ETS linkage ‘will do nothing for biomass’
September 4, 2012
By Argus Media
September 4, 2012, London, UK — The linking of the Australian and EU emissions trading schemes (ETS) from July 2015 will not stimulate investment in the biomass sector in the short term, industry association Bioenergy Australia has told Argus.
Australia's current system implements a carbon floor price of A$23/t CO2 equivalent (CO2e), which works out at around €19/t CO2e. This floor price was due to be lowered to A$15/t CO2e — or €12.40/t CO2e — in 2015 under existing legislation but adopting the EU's ETS could see prices drop even further, favouring coal generation over biomass in the country.
“Part of the announcement of linking the Australian and EU ETS is that the floor price will be removed.
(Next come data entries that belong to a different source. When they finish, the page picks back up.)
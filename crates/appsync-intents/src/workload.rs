// Copyright (C) 2025 SyncMyOrders Sp. z o.o.
// SPDX-License-Identifier: AGPL-3.0-or-later
//! Pod template access on workload resource definitions.

use std::collections::BTreeMap;

use serde_yaml::{Mapping, Value};

use crate::error::{IntentError, Result};

/// A workload resource definition parsed from its YAML bytes.
#[derive(Debug, Clone)]
pub struct Workload {
    doc: Value,
}

impl Workload {
    pub fn parse(bytes: &[u8]) -> Result<Self> {
        let doc: Value = serde_yaml::from_slice(bytes)?;
        if !doc.is_mapping() {
            return Err(IntentError::Invalid("workload is not a mapping".to_string()));
        }
        Ok(Self { doc })
    }

    pub fn to_bytes(&self) -> Result<Vec<u8>> {
        Ok(serde_yaml::to_string(&self.doc)?.into_bytes())
    }

    pub fn kind(&self) -> &str {
        self.doc.get("kind").and_then(Value::as_str).unwrap_or_default()
    }

    /// Path of the metadata mapping that ends up on the pods.
    fn pod_metadata_path(&self) -> Result<&'static [&'static str]> {
        match self.kind() {
            "Pod" => Ok(&["metadata"]),
            "CronJob" => Ok(&["spec", "jobTemplate", "spec", "template", "metadata"]),
            "Deployment" | "StatefulSet" | "DaemonSet" | "ReplicaSet" | "Job" => {
                Ok(&["spec", "template", "metadata"])
            }
            other => Err(IntentError::Invalid(format!(
                "kind {other:?} has no pod template"
            ))),
        }
    }

    fn pod_metadata(&self) -> Result<Option<&Value>> {
        let mut node = &self.doc;
        for key in self.pod_metadata_path()? {
            match node.get(*key) {
                Some(next) => node = next,
                None => return Ok(None),
            }
        }
        Ok(Some(node))
    }

    fn pod_map_mut(&mut self, field: &str) -> Result<&mut Mapping> {
        let path = self.pod_metadata_path()?;
        let mut node = &mut self.doc;
        for key in path.iter().copied().chain(std::iter::once(field)) {
            let map = node
                .as_mapping_mut()
                .ok_or_else(|| IntentError::Invalid(format!("parent of {key} is not a mapping")))?;
            node = map
                .entry(Value::from(key))
                .or_insert_with(|| Value::Mapping(Mapping::new()));
            if node.is_null() {
                *node = Value::Mapping(Mapping::new());
            }
        }
        node.as_mapping_mut()
            .ok_or_else(|| IntentError::Invalid(format!("{field} is not a mapping")))
    }

    /// A pod template annotation.
    pub fn annotation(&self, key: &str) -> Result<Option<String>> {
        Ok(self
            .pod_metadata()?
            .and_then(|m| m.get("annotations"))
            .and_then(|a| a.get(key))
            .and_then(Value::as_str)
            .map(str::to_string))
    }

    pub fn set_annotation(&mut self, key: &str, value: String) -> Result<()> {
        self.pod_map_mut("annotations")?
            .insert(Value::from(key), Value::from(value));
        Ok(())
    }

    /// Add labels to the pod template, replacing existing values.
    pub fn add_labels(&mut self, labels: &BTreeMap<String, String>) -> Result<()> {
        let map = self.pod_map_mut("labels")?;
        for (k, v) in labels {
            map.insert(Value::from(k.as_str()), Value::from(v.as_str()));
        }
        Ok(())
    }

    /// A pod template label.
    pub fn label(&self, key: &str) -> Result<Option<String>> {
        Ok(self
            .pod_metadata()?
            .and_then(|m| m.get("labels"))
            .and_then(|l| l.get(key))
            .and_then(Value::as_str)
            .map(str::to_string))
    }
}

#[cfg(test)]
mod tests {
    use super::*;

    const DEPLOYMENT: &str = "apiVersion: apps/v1
kind: Deployment
metadata:
  name: web
spec:
  template:
    metadata:
      labels:
        app: web
    spec:
      containers: []
";

    #[test]
    fn test_deployment_template_annotation() {
        let mut w = Workload::parse(DEPLOYMENT.as_bytes()).unwrap();
        assert_eq!(w.annotation("x").unwrap(), None);
        w.set_annotation("x", "1".to_string()).unwrap();
        let w = Workload::parse(&w.to_bytes().unwrap()).unwrap();
        assert_eq!(w.annotation("x").unwrap().as_deref(), Some("1"));
        assert_eq!(w.label("app").unwrap().as_deref(), Some("web"));
    }

    #[test]
    fn test_cronjob_and_pod_paths() {
        let mut cron = Workload::parse(b"kind: CronJob\nmetadata:\n  name: c\n").unwrap();
        let labels = BTreeMap::from([("sfc".to_string(), "left".to_string())]);
        cron.add_labels(&labels).unwrap();
        let doc: Value = serde_yaml::from_slice(&cron.to_bytes().unwrap()).unwrap();
        assert_eq!(
            doc["spec"]["jobTemplate"]["spec"]["template"]["metadata"]["labels"]["sfc"].as_str(),
            Some("left")
        );

        let mut pod = Workload::parse(b"kind: Pod\nmetadata:\n  name: p\n").unwrap();
        pod.add_labels(&labels).unwrap();
        assert_eq!(pod.label("sfc").unwrap().as_deref(), Some("left"));
    }

    #[test]
    fn test_kind_without_template_is_rejected() {
        let mut svc = Workload::parse(b"kind: Service\n").unwrap();
        assert!(matches!(
            svc.set_annotation("x", "1".to_string()),
            Err(IntentError::Invalid(_))
        ));
        assert!(Workload::parse(b"- a\n").is_err());
    }
}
The current price is $23/t and currently the EU price is somewhat lower,” Bioenergy Australia said. “As such, linking the schemes will do little in the short term for bioenergy growth in Australia.”
Current EU ETS prices are around €7.70/t for the EU allowance (EUA) December 2012 contract, and as low as €2.60/t for the certified emission reduction (CER) December 2012 contract. Unless the carbon price becomes more bullish with the extra demand coming from Australia, the investment case for biomass will be much more challenging.
Subsidy legislation is also bearish for the market, with a recent law restricting the types of biomass which are eligible under support schemes, according to Bioenergy Australia.
“Much of the support for the local bioenergy industry stems from the renewable energy target (RET), and its renewable energy certificate (REC) price,” the association said. “But recently, native forest biomass was removed from the RET, which has stopped a project or two in its tracks.”
The removal of the fuels from the RET is designed to reduce the incentive to use native forests as bioenergy, although it does not ban the practice.
Plantation Energy Australia's 250,000 t/yr pellet production plant was mothballed at the end of January this year after the rise in the Australian dollar against the US dollar made the cost of production too expensive relative to the company's US competitors. This halted wood pellet shipments to utilities in Europe such as Electrabel and Essent, and Japanese trading house Mitsui.